UM CAMPO DE AVIAÇÃO
Joana Pimenta
Portugal/EUA, 2016, Video, 14’, loop
Um campo de aviação num subúrbio desconhecido. O lago debaixo da cidade queima as ruas. As montanhas atiram rocha nos jardins. Na cratera de um vulcão, uma cidade modelo é levantada e se dissolve. Duas pessoas encontram-se neste lugar, separadas por cinquenta anos.
Brasília foi construída na linha do horizonte. É artificial. Começou com um X desenhado no meio do cerrado deserto, os traços das suas coordenadas apagando as camadas de história enterradas debaixo do seu solo. Histórias de partidas e de chegadas entre Portugal, África e o Brasil. A sua brancura pristina carrega a pretensão à universidade horizontal do modernismo utópico, recusando refletir no chão de cimento e nas paredes intocadas a sujidade da sua ereção. Brasília, a cidade imaginária, foi construída sem lugar para ratos.

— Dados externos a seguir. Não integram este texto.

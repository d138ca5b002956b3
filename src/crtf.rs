//! Compressed RTF ([MS-OXRTFCP]) and the RTF conversion seam
use std::io;
#[allow(unused_imports)]
use tracing::{debug, error, info, instrument, warn};

static DICT_INIT: &[u8; 207] =
    b"{\\rtf1\\ansi\\mac\\deff0\\deftab720{\\fonttbl;}{\\f0\\fnil \\froman \\fswiss \\fmodern \\fscript \\fdecor MS Sans SerifSymbolArialTimes New RomanCourier{\\colortbl\\red0\\green0\\blue0\r\n\\par \\pard\\plain\\f0\\fs20\\b\\i\\u\\tab\\tx";

const DICT_SIZE: usize = 4096;
const HEADER_SIZE: usize = 16;
const COMPRESSED: u32 = 0x75465a4c; // "LZFu"
const UNCOMPRESSED: u32 = 0x414c454d; // "MELA"

const fn crc_table() -> [u32; 256] {
    let mut table = [0u32; 256];
    let mut i = 0;
    while i < 256 {
        let mut crc = i as u32;
        let mut bit = 0;
        while bit < 8 {
            crc = if crc & 1 != 0 {
                (crc >> 1) ^ 0xedb88320
            } else {
                crc >> 1
            };
            bit += 1;
        }
        table[i] = crc;
        i += 1;
    }
    table
}

static CRC_LUT: [u32; 256] = crc_table();

/// The [MS-OXRTFCP] checksum (CRC32 without pre and post conditioning)
pub fn crc32(data: &[u8]) -> u32 {
    data.iter().fold(0u32, |crc, b| {
        CRC_LUT[usize::from(crc as u8 ^ *b)] ^ (crc >> 8)
    })
}

/// A decompressed RTF payload
#[derive(Debug, Clone, PartialEq, Eq)]
pub struct DecompressedRtf {
    /// The RTF text
    pub data: Vec<u8>,
    /// Whether the stored checksum matched
    pub crc_ok: bool,
}

fn invalid(msg: &str) -> io::Error {
    io::Error::new(io::ErrorKind::InvalidData, msg.to_string())
}

/// Decompresses a `PR_RTF_COMPRESSED` stream
pub fn decompress(stream: &[u8]) -> Result<DecompressedRtf, io::Error> {
    let header: &[u8; HEADER_SIZE] = stream
        .get(0..HEADER_SIZE)
        .and_then(|h| h.try_into().ok())
        .ok_or_else(|| invalid("Truncated CompressedRtf header"))?;
    let dword = |i: usize| {
        u32::from_le_bytes([header[i], header[i + 1], header[i + 2], header[i + 3]])
    };
    let compsz = usize::try_from(dword(0)).unwrap_or(usize::MAX);
    let rawsz = usize::try_from(dword(4)).unwrap_or(usize::MAX);
    let comp_type = dword(8);
    let ref_crc = dword(12);
    let body = &stream[HEADER_SIZE..];
    match comp_type {
        UNCOMPRESSED => {
            // Readers may take everything up to the end regardless of RAWSIZE
            Ok(DecompressedRtf {
                data: body.to_vec(),
                crc_ok: ref_crc == 0,
            })
        }
        COMPRESSED => {
            // COMPSIZE counts the 12 header bytes following it
            let avail = compsz.saturating_sub(HEADER_SIZE - 4).min(body.len());
            if avail < compsz.saturating_sub(HEADER_SIZE - 4) {
                warn!("CompressedRtf stream shorter than its declared size");
            }
            let body = &body[..avail];
            let data = lzfu(body, rawsz)?;
            Ok(DecompressedRtf {
                data,
                crc_ok: crc32(body) == ref_crc,
            })
        }
        _ => Err(invalid("Invalid compression type value")),
    }
}

fn lzfu(mut input: &[u8], rawsz: usize) -> Result<Vec<u8>, io::Error> {
    let mut dict = [0u8; DICT_SIZE];
    dict[..DICT_INIT.len()].copy_from_slice(DICT_INIT);
    let mut wr = DICT_INIT.len();
    let mut out = Vec::with_capacity(rawsz.min(1 << 20));
    'outer: while let Some((&control, rest)) = input.split_first() {
        input = rest;
        for bit in 0..8 {
            if control & (1 << bit) == 0 {
                let Some((&lit, rest)) = input.split_first() else {
                    break 'outer;
                };
                input = rest;
                out.push(lit);
                dict[wr] = lit;
                wr = (wr + 1) % DICT_SIZE;
            } else {
                let Some((dictref, rest)) = input.split_first_chunk::<2>() else {
                    return Err(invalid("Truncated CompressedRtf stream"));
                };
                input = rest;
                let dictref = u16::from_be_bytes(*dictref);
                let mut rd = usize::from(dictref >> 4);
                if rd == wr {
                    // End marker
                    break 'outer;
                }
                let len = usize::from(dictref & 0xf) + 2;
                for _ in 0..len {
                    let b = dict[rd];
                    rd = (rd + 1) % DICT_SIZE;
                    out.push(b);
                    dict[wr] = b;
                    wr = (wr + 1) % DICT_SIZE;
                }
            }
        }
    }
    if out.len() > rawsz {
        out.truncate(rawsz);
    }
    Ok(out)
}

/// RTF handling needed to produce message bodies
pub trait RtfConverter {
    /// Turns a `PR_RTF_COMPRESSED` stream into RTF text
    fn decompress(&self, compressed: &[u8]) -> Result<Vec<u8>, io::Error>;
    /// Extracts the HTML encapsulated in an RTF document, if any
    fn html_from_rtf(&self, rtf: &[u8]) -> Option<String>;
}

/// The default [`RtfConverter`]
///
/// Decompresses with [`decompress`]; HTML extraction is not available
#[derive(Debug, Clone, Copy, Default)]
pub struct DefaultRtfConverter;

impl RtfConverter for DefaultRtfConverter {
    fn decompress(&self, compressed: &[u8]) -> Result<Vec<u8>, io::Error> {
        let rtf = decompress(compressed)?;
        if !rtf.crc_ok {
            warn!("CompressedRtf checksum mismatch");
        }
        Ok(rtf.data)
    }

    fn html_from_rtf(&self, _rtf: &[u8]) -> Option<String> {
        None
    }
}

#[cfg(test)]
mod tests {
    use super::*;

    #[test]
    fn test_crc() {
        let buf = b"\x03\x00\x0a\x00\x72\x63\x70\x67\x31\x32\x35\x42\x32\x0a\xf3\x20\x68\x65\x6c\x09\x00\x20\x62\x77\x05\xb0\x6c\x64\x7d\x0a\x80\x0f\xa0";
        assert_eq!(crc32(buf), 0xA7C7C5F1);
        assert_eq!(CRC_LUT[1], 0x77073096);
        assert_eq!(CRC_LUT[255], 0x2d02ef8d);
    }

    fn assert_decomp(comp: &[u8], reference: &[u8]) -> Result<(), io::Error> {
        let rtf = decompress(comp)?;
        assert_eq!(&rtf.data, reference);
        assert!(rtf.crc_ok);
        Ok(())
    }

    #[test]
    fn test_decomp_1() -> Result<(), io::Error> {
        assert_decomp(
            b"\x2d\x00\x00\x00\x2b\x00\x00\x00\x4c\x5a\x46\x75\xf1\xc5\xc7\xa7\x03\x00\x0a\x00\x72\x63\x70\x67\x31\x32\x35\x42\x32\x0a\xf3\x20\x68\x65\x6c\x09\x00\x20\x62\x77\x05\xb0\x6c\x64\x7d\x0a\x80\x0f\xa0",
            b"{\\rtf1\\ansi\\ansicpg1252\\pard hello world}\r\n",
        )
    }

    #[test]
    fn test_decomp_2() -> Result<(), io::Error> {
        assert_decomp(
            b"\x1a\x00\x00\x00\x1c\x00\x00\x00\x4c\x5a\x46\x75\xe2\xd4\x4b\x51\x41\x00\x04\x20\x57\x58\x59\x5a\x0d\x6e\x7d\x01\x0e\xb0",
            b"{\\rtf1 WXYZWXYZWXYZWXYZWXYZ}",
        )
    }

    #[test]
    fn uncompressed() -> Result<(), io::Error> {
        let mut stream = Vec::new();
        stream.extend_from_slice(&17u32.to_le_bytes());
        stream.extend_from_slice(&5u32.to_le_bytes());
        stream.extend_from_slice(&UNCOMPRESSED.to_le_bytes());
        stream.extend_from_slice(&0u32.to_le_bytes());
        stream.extend_from_slice(b"{\\rtf1 plain}");
        assert_decomp(&stream, b"{\\rtf1 plain}")
    }

    #[test]
    fn bad_streams() {
        assert!(decompress(b"short").is_err());
        let mut stream = vec![0u8; 8];
        stream.extend_from_slice(b"ABCD");
        stream.extend_from_slice(&[0u8; 4]);
        assert!(decompress(&stream).is_err());
        // Reference to the dictionary cut short
        let mut stream = Vec::new();
        stream.extend_from_slice(&14u32.to_le_bytes());
        stream.extend_from_slice(&10u32.to_le_bytes());
        stream.extend_from_slice(&COMPRESSED.to_le_bytes());
        stream.extend_from_slice(&0u32.to_le_bytes());
        stream.extend_from_slice(&[0x01, 0x00]);
        assert!(decompress(&stream).is_err());
    }
}
#![warn(missing_docs)]
//! Outlook MSG parser
//!
//! A property resolver and entity tree for Outlook MSG documents, with the
//! ability to save any message of the tree (including embedded ones) as a
//! standalone document
//!
//! The main interface is [`Message`]; everything is built on top of a
//! [`Session`] wrapping a [`ContainerProvider`]
pub mod catalog;
pub mod cfb_provider;
pub mod crtf;
mod error;
pub mod handles;
pub mod headers;
pub mod props;
pub mod provider;
mod save;
pub mod text;

pub use cfb_provider::CfbProvider;
pub use error::MsgError;
pub use handles::{Handle, Session};
pub use headers::InternetHeaders;
pub use props::{Properties, PropertyId, PropertyValue, TableHeader};
pub use provider::{ContainerProvider, ElementInfo, ElementKind, HandleId};
pub use save::promote_property_table;

use catalog::ElementCatalog;
use lazy_static::lazy_static;
use props::nameid::NameIdMap;
use props::SUBSTG_PREFIX;
use props::tags::*;
use regex::Regex;
use std::rc::Rc;
use time::OffsetDateTime;
#[allow(unused_imports)]
use tracing::{debug, error, info, instrument, warn};

/// Name prefix of recipient storages
pub const RECIPIENT_PREFIX: &str = "__recip_version1.0_";
/// Name prefix of attachment storages
pub const ATTACHMENT_PREFIX: &str = "__attach_version1.0_";

/// Returns the transport headers, Unicode version first
fn transport_headers<P: ContainerProvider>(
    props: &Properties<P>,
) -> Result<Option<String>, MsgError> {
    for ptype in [PT_UNICODE, PT_STRING8] {
        if let Some(PropertyValue::String(s)) =
            props.resolve_as(TRANSPORT_MESSAGE_HEADERS, ptype)?
        {
            if !s.trim().is_empty() {
                return Ok(Some(s));
            }
        }
    }
    Ok(None)
}

/// Picks an e-mail address among candidates in order of preference
///
/// The first candidate which looks like an address wins; otherwise
/// `fallback` is tried; otherwise the first non empty candidate is returned
fn pick_email<F>(candidates: &[Option<String>], fallback: F) -> Result<Option<String>, MsgError>
where
    F: FnOnce() -> Result<Option<String>, MsgError>,
{
    let mut present = candidates
        .iter()
        .flatten()
        .map(|s| s.trim())
        .filter(|s| !s.is_empty());
    if let Some(addr) = present.clone().find(|s| s.contains('@')) {
        return Ok(Some(addr.to_string()));
    }
    if let Some(addr) = fallback()? {
        return Ok(Some(addr));
    }
    Ok(present.next().map(str::to_string))
}

/// Extracts the address of the `From:` header from a raw header block
fn email_from_headers(raw: &str) -> Option<String> {
    lazy_static! {
        static ref RE: Regex = Regex::new(r"From:.*<(?P<email>.*?)>").unwrap();
    }
    RE.captures(raw)
        .and_then(|caps| caps.name("email"))
        .map(|m| m.as_str().trim())
        .filter(|s| !s.is_empty())
        .map(str::to_string)
}

/// The sender of a [`Message`]
///
/// A view over the message's own storage
pub struct Sender<P: ContainerProvider> {
    props: Properties<P>,
}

Em coordenadas geográficas paralelas, do outro lado do oceano,
um X marca um reverso. O Fogo ergue-se por cima. A cada cinquenta anos o vulcão no centro desta ilha dissolve a arquitetura das construções permanentes. Fogo, o chão reverso do qual Brasília foi construída, sequestra cidades inteiras dentro da sua cratera e ciclicamente as apaga.
Entre os dois, Um Campo de Aviação constrói um lugar. Um futuro geográfico jaz já no passado de uma cronologia impossível. A história da construção de uma cidade elide com a destruição de outra, as duas ao mesmo tempo vulcânicas e glaciais, naturais e construídas, orgânicas e eletrónicas, uma e a mesma, um mundo que é, por si só, já um artefacto enterrado. Através da construção manual de maquetes e de mattes, desenhados e montados para serem filmados, mais que imaginar uma experiência, Um Campo de Aviação tenta experimentar uma imaginação. Algures entre a etnografia e a ficção científica, procura-se a narração da viagem impossível da exploração: aterramos gloriosamente num lugar que não podemos perceber, somos incapazes de o reconhecer, e morremos antes de poder fugir. Narra-se uma arquitetura construída a partir de papel e de imagens que se procura tornar uma geografia real. A câmara circula entre estas construções manuais como um veículo impossível, vindo do espaço, ao mesmo tempo pequeno demais para as conter e demasiado grande para caber lá dentro, às vezes tão longe que as imagens demoram a formar, outras perto demais para esconder as marcas
e as imperfeições a partir das quais se formam novos lugares.
Brasília e o Fogo são aqui totens, monólitos, paisagens hostis para serem erigidas e logo destruídas a partir de papel, grão e destroços. Dois pontos de uma linha, cercados pelas paredes circulares de uma montanha.
E lá me encontro, viajante no tempo, arqueólogo do espaço, a tentar reconstruir o exotismo a partir de parcelas e destroços.